Sources claim that Twitch has been hacked, leaking user passwords, stream keys, source code, as well as payment information and earnings reports of hundreds of popular streamers (such as Critical Role, Felix "xQc" Lengyel, Summit1g, NICKMERCS and more) since August 2019 to present.
The leak was publicized after an anonymous hacker posted a 125 GB torrent link on 4chan on 6th October, which subsequently spread like wildfire on social media. The hacker reportedly intended the leak to "foster more disruption and competition in the online video streaming space," citing the reason being that "the community is a disgusting toxic cesspool."
Included in the leak was also source code for an unreleased Steam competitor, codenamed "Vapor", from Amazon Game Studios and much more. While we are currently unable to verify the contents of the leak, we are assured by the Video Games Chronicle that the hack is indeed legitimate. Several other users on Twitter have also reportedly begun to digest the contents of the torrent file.
Twitch hacked: all reported streamer earnings
These are the alleged gross payouts of the top 100 streaming personalities on Twitch from August 2019 until October 2021, sourced from the leak. These totals are said to not include donations, sponsors, merch or tax deductions, but rather their payout directly received from Twitch.
The gross payouts of the top 100 highest-paid Twitch streamers from August 2019 until October 2021: pic.twitter.com/3Lj9pb2aBl— KnowSomething (@KnowS0mething) October 6, 2021
Since August 2019, CriticalRole has topped the rankings with an alleged earning of $9.6 million USD, followed closely by xQc, with $8.4 million and then Summit1g, with $5.9 million.

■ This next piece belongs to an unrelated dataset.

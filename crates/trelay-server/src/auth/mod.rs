//! Source-IP authorization for cross-connect patches.

pub mod patch;
pub mod snapshot;

pub use patch::PatchAuthorizationCache;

World of Warcraft icon, Asmongold, reportedly earned $2.5 million, whilst Imane "Pokimane" Anys raked in $1.5 million. Asmongold recently commented on the leak and said that he "doesn't give a f***" about the and that his leaked earnings were incorrect.

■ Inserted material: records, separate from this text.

//! trelay: management client for the TLS relay.
//!
//! Builds a relay request, performs the one-shot handshake, then pipes
//! stdin/stdout through the relay: diagnostics run on the relay host,
//! configuration collection, and onward TCP patches.

mod commands;
mod config;
mod session;
mod tls;

use clap::{Parser, Subcommand};
use commands::collect::CollectArgs;
use commands::diag::Diagnostic;
use commands::Invocation;
use session::Target;
use std::path::PathBuf;
use tls::Trust;
use tracing_subscriber::EnvFilter;

/// trelay: TLS relay client
#[derive(Parser)]
#[command(name = "trelay", version, about = "Management client for the trelay TLS relay")]
struct Cli {
    /// Relay server host
    #[arg(short, long, global = true)]
    server: Option<String>,

    /// Relay server port
    #[arg(long, global = true)]
    port: Option<u16>,

    /// CA certificate used to verify the server (PEM)
    #[arg(long, global = true)]
    ca: Option<String>,

    /// Skip server certificate verification
    #[arg(long, global = true)]
    insecure: bool,

    /// Platform tag sent with the request
    #[arg(long, global = true)]
    platform: Option<String>,

    /// Domain sent with the request
    #[arg(long, global = true)]
    domain: Option<String>,

    /// Config file path
    #[arg(long = "config", global = true)]
    config: Option<String>,

    /// Enable verbose output
    #[arg(short, long, global = true)]
    verbose: bool,

    #[command(subcommand)]
    command: Command,
}

#[derive(Subcommand)]
enum Command {
    /// Ping a host from the relay
    Ping {
        /// Destination IP
        dest: String,
        /// Source IP substituted into the command
        #[arg(long)]
        source: Option<String>,
        /// Command options as key=value pairs, comma separated
        #[arg(short, long)]
        options: Option<String>,
    },

    /// Traceroute to a host from the relay
    Traceroute {
        /// Destination IP
        dest: String,
        /// Source IP substituted into the command
        #[arg(long)]
        source: Option<String>,
        /// Command options as key=value pairs, comma separated
        #[arg(short, long)]
        options: Option<String>,
    },

    /// Collect a device configuration
    Config {
        /// Device IP
        device_ip: String,
        /// Collector source IP
        #[arg(long, default_value = "")]
        source: String,
        /// Collection protocol (e.g. SNMP, TFTP, CASCADE)
        #[arg(long, default_value = "SNMP")]
        protocol: String,
        /// Configuration type (e.g. RUNNING, STARTUP)
        #[arg(long = "type", default_value = "RUNNING")]
        config_type: String,
        /// File name the device writes to the TFTP folder
        #[arg(long)]
        file: String,
        /// Write community for SNMP/CASCADE jobs
        #[arg(long)]
        community: Option<String>,
        /// Device name reported in the transcript
        #[arg(long)]
        device_name: Option<String>,
    },

    /// Open a TCP connection through the relay
    Connect {
        /// Destination IP or host
        dest: String,
        /// Destination port
        dest_port: u16,
        /// Source IP the relay binds before dialing
        #[arg(long)]
        source: Option<String>,
        /// Application tag (defaults to TCP-<port>, a cross-connect patch)
        #[arg(long)]
        app: Option<String>,
    },
}

#[tokio::main]
async fn main() {
    let cli = Cli::parse();

    let default_filter = if cli.verbose {
        "trelay=debug,trelay_core=debug"
    } else {
        "trelay=warn"
    };
    let env_filter =
        EnvFilter::try_from_default_env().unwrap_or_else(|_| EnvFilter::new(default_filter));
    tracing_subscriber::fmt()
        .with_env_filter(env_filter)
        .with_target(false)
        .with_writer(std::io::stderr)
        .init();

    let code = match run(cli).await {
        Ok(()) => 0,
        Err(e) => {
            eprintln!("trelay: {e:#}");
            1
        }
    };
    // stdin is read on a blocking thread that cannot be cancelled.
    std::process::exit(code);
}

async fn run(cli: Cli) -> anyhow::Result<()> {
    let config_path = cli
        .config
        .clone()
        .map(PathBuf::from)
        .unwrap_or_else(config::default_path);
    let cfg = config::Config::load(&config_path)?.default;

    let host = cli.server.unwrap_or(cfg.server);
    if host.is_empty() {
        anyhow::bail!("no relay server given (use --server or set it in the config file)");
    }
    let trust = if cli.insecure || cfg.insecure {
        Trust::Insecure
    } else {
        match cli.ca.or(cfg.ca) {
            Some(ca) => Trust::CaFile(ca),
            None => anyhow::bail!("no CA certificate given (use --ca or --insecure)"),
        }
    };
    let inv = Invocation {
        target: Target {
            host,
            port: cli.port.unwrap_or(cfg.port),
            trust,
        },
        platform: cli.platform.unwrap_or(cfg.platform),
        domain: cli.domain.unwrap_or(cfg.domain),
    };

    match cli.command {
        Command::Ping {
            dest,
            source,
            options,
        } => {
            commands::diag::run(
                &inv,
                Diagnostic::Ping,
                &dest,
                source.as_deref(),
                options.as_deref(),
            )
            .await
        }
        Command::Traceroute {
            dest,
            source,
            options,
        } => {
            commands::diag::run(
                &inv,
                Diagnostic::Traceroute,
                &dest,
                source.as_deref(),
                options.as_deref(),
            )
            .await
        }
        Command::Config {
            device_ip,
            source,
            protocol,
            config_type,
            file,
            community,
            device_name,
        } => {
            let args = CollectArgs {
                device_ip,
                source,
                protocol,
                config_type,
                file,
                community,
                device_name,
            };
            commands::collect::run(&inv, &args).await
        }
        Command::Connect {
            dest,
            dest_port,
            source,
            app,
        } => {
            commands::connect::run(&inv, &dest, dest_port, source.as_deref(), app.as_deref())
                .await
        }
    }
}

Twitch hacked: all contents of the leak
The leak is said to include the following information, however, it is also reported that the 125 GB file dump may also contain other private and intellectual properties.
- All of the Twitch source code, since its inception as JustinTV.
- Twitch source code for mobile, desktop and console clients.
- Source code for proprietary SDKs and internal Amazon Web Service elements used by Twitch.
- Creator payout reports and earnings since August 2019.
- All other Twitch properties, such as IGDB and CurseForge.
- An unreleased Steam competitor, codenamed Vapor, from Amazon Game Studios.
Grabbed Vapor, the codename for Amazon's Steam competitor. Seems to intigrate most of Twitch's features as well as a bunch of game specific support like fortnite and pubg.— Sinoc (@Sinoc229) October 6, 2021
Also includes some Unity code for a game called Vapeworld, which I assume is some sort of VR chat thing. pic.twitter.com/4KeeEOspyQ
- Twitch's internal security tools, namely their "red teaming" tools that were designed to improve security by having staff pretend to be hackers.
The present hack is reportedly labelled "Part One," which suggests that the hacker has access to even more of Twitch's data.
Although Twitch has yet to issue a public statement at the time of writing, it is noted that they are aware of the hack.
In the interim, we strongly advise you to change your stream keys and login passwords, as well as enable 2-Factor Authentication on your account.
We'll be sure to update you as soon as more details regarding the breach have been released.